For the most part, the candidates have each chosen different events and different venues. But the two sides have agreed to appear at one debate in late September in Glens Falls.
A lot of national pundits are describing the North Country's House race as a toss-up. And debates can be a huge factor, helping undecided voters in particular make up their minds.
On Wednesday, Republican challenger Matt Doheny announced that he had accepted three debates against Democratic incumbent Bill Owens.
Doheny wants to take part in events in Plattsburgh, Glens Falls and Watertown. They would be hosted by WPTZ, YNN Television and the Adirondack Chamber of Commerce.
In a statement, Doheny said that voters “deserve to hear our competing visions for America.”

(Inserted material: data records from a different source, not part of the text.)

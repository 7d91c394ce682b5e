//! The feeding loop: demuxer packets in, backpressure honoured, drain awaited.

use std::time::Duration;

use crate::backend::ProcessStatus;
use crate::error::DecodeError;
use crate::pipeline::{Counters, PipelineState, WaitOutcome};
use crate::session::Completion;
use crate::source::Demuxer;

/// Where compressed input goes. Implemented by the backend adapter.
pub(crate) trait InputPort {
    /// Offers `packet[offset..]`; see [`crate::backend::BackendAdapter::push`].
    fn push(
        &mut self,
        packet: &[u8],
        offset: usize,
        timestamp: Option<i64>,
    ) -> Result<ProcessStatus, DecodeError>;

    /// Sends the end-of-stream marker.
    fn signal_end_of_stream(&mut self) -> Result<(), DecodeError>;
}

#[derive(Debug, Clone, Copy, PartialEq, Eq)]
enum Phase {
    Reading,
    Feeding,
    Draining,
    Done,
}

/// Drives one session's input from a demuxer into an [`InputPort`].
pub(crate) struct Feeder<'a, P: InputPort + ?Sized> {
    port: &'a mut P,
    state: &'a PipelineState,
    drain_timeout: Option<Duration>,
    phase: Phase,
}

impl<'a, P: InputPort + ?Sized> Feeder<'a, P> {
    pub fn new(port: &'a mut P, state: &'a PipelineState, drain_timeout: Option<Duration>) -> Self {
        Self {
            port,
            state,
            drain_timeout,
            phase: Phase::Reading,
        }
    }

    /// Feeds every packet, then waits for the backend to confirm the drain.
    ///
    /// Returns [`Completion::Cancelled`] when cancellation interrupts the
    /// loop; the drain is skipped in that case.
    pub fn run(&mut self, demuxer: &mut dyn Demuxer) -> Result<Completion, DecodeError> {
        loop {
            if let Some(outcome) = self.interrupted()? {
                return Ok(outcome);
            }

            let Some(packet) = demuxer.next_packet()? else {
                break;
            };
            Counters::add(&self.state.counters.packets_fed, 1);
            let timestamp = packet.backend_timestamp();
            tracing::debug!(bytes = packet.data.len(), ?timestamp, "read packet");

            if let Some(outcome) = self.feed(packet.data, timestamp)? {
                return Ok(outcome);
            }
        }

        self.drain()
    }

    /// Pushes one packet until the backend has consumed all of it.
    fn feed(
        &mut self,
        data: &[u8],
        timestamp: Option<i64>,
    ) -> Result<Option<Completion>, DecodeError> {
        self.enter(Phase::Feeding);
        let mut offset = 0;

        while offset < data.len() {
            self.state.arm_buffer_full();
            match self.port.push(data, offset, timestamp)? {
                ProcessStatus::Consumed(consumed) => {
                    offset += consumed;
                    Counters::add(&self.state.counters.bytes_fed, consumed as u64);
                }
                ProcessStatus::NotReady => {
                    Counters::add(&self.state.counters.not_ready_waits, 1);
                    match self.state.wait_for_buffer() {
                        WaitOutcome::Ready => {}
                        WaitOutcome::Cancelled => return Ok(Some(self.cancelled())),
                        WaitOutcome::Failed | WaitOutcome::TimedOut => {
                            return Err(self.failure());
                        }
                    }
                }
            }
        }

        self.enter(Phase::Reading);
        Ok(None)
    }

    fn drain(&mut self) -> Result<Completion, DecodeError> {
        self.enter(Phase::Draining);
        self.port.signal_end_of_stream()?;

        match self.state.wait_for_end_of_stream(self.drain_timeout) {
            WaitOutcome::Ready => {
                self.enter(Phase::Done);
                tracing::info!("decoder drained");
                Ok(Completion::Drained)
            }
            WaitOutcome::Cancelled => Ok(self.cancelled()),
            WaitOutcome::Failed => Err(self.failure()),
            WaitOutcome::TimedOut => Err(DecodeError::DrainTimeout {
                waited: self.drain_timeout.unwrap_or_default(),
            }),
        }
    }

    /// Checks for a callback failure or a cancellation request.
    fn interrupted(&mut self) -> Result<Option<Completion>, DecodeError> {
        if let Some(error) = self.state.take_failure() {
            return Err(error);
        }
        if self.state.is_cancelled() {
            return Ok(Some(self.cancelled()));
        }
        Ok(None)
    }

    fn cancelled(&mut self) -> Completion {
        tracing::info!(phase = ?self.phase, "feeding cancelled");
        self.enter(Phase::Done);
        Completion::Cancelled
    }

    fn failure(&self) -> DecodeError {
        self.state.take_failure().unwrap_or_else(|| DecodeError::Internal {
            reason: "wait ended in failure with no failure recorded".to_string(),
        })
    }

    fn enter(&mut self, phase: Phase) {
        if self.phase != phase {
            tracing::trace!(from = ?self.phase, to = ?phase, "feeder phase");
            self.phase = phase;
        }
    }
}

#[cfg(test)]
mod tests {
    use super::*;
    use crate::error::ProtocolError;
    use crate::source::MockDemuxer;
    use std::collections::VecDeque;
    use std::sync::Arc;
    use std::thread;

    enum Step {
        NotReady,
        Consume(Option<usize>),
        Fail,
    }

    /// Port that follows a script and records every offered slice.
    struct ScriptedPort<'s> {
        state: &'s PipelineState,
        script: VecDeque<Step>,
        offers: Vec<(usize, Vec<u8>)>,
        eos_signalled: bool,
        confirm_eos: bool,
    }

    impl<'s> ScriptedPort<'s> {
        fn new(state: &'s PipelineState, script: Vec<Step>) -> Self {
            Self {
                state,
                script: script.into(),
                offers: Vec::new(),
                eos_signalled: false,
                confirm_eos: true,
            }
        }
    }

    impl InputPort for ScriptedPort<'_> {
        fn push(
            &mut self,
            packet: &[u8],
            offset: usize,
            _timestamp: Option<i64>,
        ) -> Result<ProcessStatus, DecodeError> {
            let remaining = &packet[offset..];
            self.offers.push((offset, remaining.to_vec()));
            match self.script.pop_front() {
                Some(Step::NotReady) => {
                    // The backend asks for more input right away.
                    self.state.release_buffer();
                    Ok(ProcessStatus::NotReady)
                }
                Some(Step::Consume(Some(n))) => Ok(ProcessStatus::Consumed(n.min(remaining.len()))),
                Some(Step::Consume(None)) | None => Ok(ProcessStatus::Consumed(remaining.len())),
                Some(Step::Fail) => Err(ProtocolError::ZeroConsumption {
                    offset,
                    remaining: remaining.len(),
                }
                .into()),
            }
        }

        fn signal_end_of_stream(&mut self) -> Result<(), DecodeError> {
            self.eos_signalled = true;
            if self.confirm_eos {
                self.state.mark_end_of_stream();
            }
            Ok(())
        }
    }

    fn demuxer(bytes: &[u8], packet_size: usize) -> MockDemuxer {
        let mut mock = MockDemuxer::new(48000, 2).with_packet_size(packet_size);
        mock.add_bytes(bytes);
        mock
    }

    #[test]
    fn test_retries_identical_slice_after_not_ready() {
        let state = PipelineState::new();
        let mut port = ScriptedPort::new(
            &state,
            vec![Step::NotReady, Step::NotReady, Step::NotReady, Step::Consume(None)],
        );
        let mut mock = demuxer(&[1, 2, 3, 4, 5, 6, 7, 8], 8);

        let completion = Feeder::new(&mut port, &state, None).run(&mut mock).unwrap();
        assert_eq!(completion, Completion::Drained);

        assert_eq!(port.offers.len(), 4);
        for (offset, slice) in &port.offers {
            assert_eq!(*offset, 0);
            assert_eq!(slice, &vec![1, 2, 3, 4, 5, 6, 7, 8]);
        }
        let stats = state.stats(None);
        assert_eq!(stats.not_ready_waits, 3);
        assert_eq!(stats.bytes_fed, 8);
        assert_eq!(stats.packets_fed, 1);
    }

    #[test]
    fn test_partial_consumption_advances_offset() {
        let state = PipelineState::new();
        let mut port = ScriptedPort::new(
            &state,
            vec![Step::Consume(Some(3)), Step::NotReady, Step::Consume(Some(2))],
        );
        let mut mock = demuxer(&[0, 1, 2, 3, 4, 5, 6, 7], 8);

        Feeder::new(&mut port, &state, None).run(&mut mock).unwrap();

        let offsets: Vec<usize> = port.offers.iter().map(|(o, _)| *o).collect();
        assert_eq!(offsets, vec![0, 3, 3, 5]);
        assert_eq!(port.offers[3].1, vec![5, 6, 7]);
        assert_eq!(state.stats(None).bytes_fed, 8);
        assert!(port.eos_signalled);
    }

    #[test]
    fn test_empty_input_goes_straight_to_drain() {
        let state = PipelineState::new();
        let mut port = ScriptedPort::new(&state, Vec::new());
        let mut mock = demuxer(&[], 8);

        let completion = Feeder::new(&mut port, &state, None).run(&mut mock).unwrap();
        assert_eq!(completion, Completion::Drained);
        assert!(port.offers.is_empty());
        assert!(port.eos_signalled);
    }

    #[test]
    fn test_protocol_error_is_fatal() {
        let state = PipelineState::new();
        let mut port = ScriptedPort::new(&state, vec![Step::Fail]);
        let mut mock = demuxer(&[1, 2, 3, 4], 4);

        let err = Feeder::new(&mut port, &state, None).run(&mut mock).unwrap_err();
        assert!(matches!(
            err,
            DecodeError::Protocol(ProtocolError::ZeroConsumption { .. })
        ));
        assert!(!port.eos_signalled);
    }

    #[test]
    fn test_demux_error_propagates() {
        let state = PipelineState::new();
        let mut port = ScriptedPort::new(&state, Vec::new());
        let mut mock = demuxer(&[0; 16], 4).failing_after(2);

        let err = Feeder::new(&mut port, &state, None).run(&mut mock).unwrap_err();
        assert!(matches!(err, DecodeError::Demux { .. }));
        assert_eq!(port.offers.len(), 2);
    }

    #[test]
    fn test_cancel_before_start_skips_drain() {
        let state = PipelineState::new();
        state.cancel();
        let mut port = ScriptedPort::new(&state, Vec::new());
        let mut mock = demuxer(&[0; 8], 4);

        let completion = Feeder::new(&mut port, &state, None).run(&mut mock).unwrap();
        assert_eq!(completion, Completion::Cancelled);
        assert!(port.offers.is_empty());
        assert!(!port.eos_signalled);
    }

    #[test]
    fn test_callback_failure_stops_feeding() {
        let state = PipelineState::new();
        state.fail(DecodeError::demux("sink broke"));
        let mut port = ScriptedPort::new(&state, Vec::new());
        let mut mock = demuxer(&[0; 8], 4);

        let err = Feeder::new(&mut port, &state, None).run(&mut mock).unwrap_err();
        assert!(err.to_string().contains("sink broke"));
    }

    #[test]
    fn test_failure_without_record_is_internal() {
        let state = PipelineState::new();
        let mut port = ScriptedPort::new(&state, Vec::new());
        let feeder = Feeder::new(&mut port, &state, None);

        assert!(matches!(feeder.failure(), DecodeError::Internal { .. }));

        state.fail(DecodeError::demux("sink broke"));
        assert!(matches!(feeder.failure(), DecodeError::Demux { .. }));
    }

    #[test]
    fn test_drain_timeout() {
        let state = PipelineState::new();
        let mut port = ScriptedPort::new(&state, Vec::new());
        port.confirm_eos = false;
        let mut mock = demuxer(&[0; 4], 4);

        let timeout = Duration::from_millis(20);
        let err = Feeder::new(&mut port, &state, Some(timeout))
            .run(&mut mock)
            .unwrap_err();
        assert!(matches!(err, DecodeError::DrainTimeout { waited } if waited == timeout));
    }

    #[test]
    fn test_cancel_unblocks_drain_wait() {
        let state = Arc::new(PipelineState::new());
        let canceller = {
            let state = Arc::clone(&state);
            thread::spawn(move || {
                thread::sleep(Duration::from_millis(30));
                state.cancel();
            })
        };

        let mut port = ScriptedPort::new(&state, Vec::new());
        port.confirm_eos = false;
        let mut mock = demuxer(&[0; 4], 4);

        let completion = Feeder::new(&mut port, &state, None).run(&mut mock).unwrap();
        canceller.join().unwrap();
        assert_eq!(completion, Completion::Cancelled);
        assert!(port.eos_signalled);
    }

    #[test]
    fn test_timestamps_are_rescaled() {
        struct Recording(Vec<Option<i64>>);
        impl InputPort for Recording {
            fn push(
                &mut self,
                packet: &[u8],
                offset: usize,
                timestamp: Option<i64>,
            ) -> Result<ProcessStatus, DecodeError> {
                self.0.push(timestamp);
                Ok(ProcessStatus::Consumed(packet.len() - offset))
            }
            fn signal_end_of_stream(&mut self) -> Result<(), DecodeError> {
                Ok(())
            }
        }

        let state = PipelineState::new();
        state.mark_end_of_stream();
        let mut port = Recording(Vec::new());
        // 48 kHz stereo, 16-bit: 4 bytes per frame, 960 frames = 20 ms
        let mut mock = demuxer(&[0; 3840 * 2], 3840);

        Feeder::new(&mut port, &state, None).run(&mut mock).unwrap();
        assert_eq!(port.0, vec![Some(0), Some(20_000)]);
    }
}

But in a statement issued later in the day, a spokesman for Bill Owens said more negotiations are needed before any debates can be scheduled.
In an email James Hannaway wrote that Owens had received “roughly a dozen offers from community organizations, newspapers and TV stations.”
“This is the first we've heard from the Doheny camp,” Hannaway wrote. “If the Doheny campaign wants to talk debates, we're willing to have a conversation.”
According to Owens team, the Democrat has already agreed to one different debate than the ones chosen by Doheny, sponsored by the Washington Farm Bureau. Hannaway says other invitations are being evaluated.
Both men have apparently agreed to meet at the event held by the Adirondack Regional Chamber of Commerce in Glens Falls on Sept. 25.
The timing and venue for debates are often sticking points in congressional campaigns, especially when the race is expected to be close.
New York's 21st Congressional District includes most of the North Country. Two years ago, Doheny lost to Owens by a narrow margin.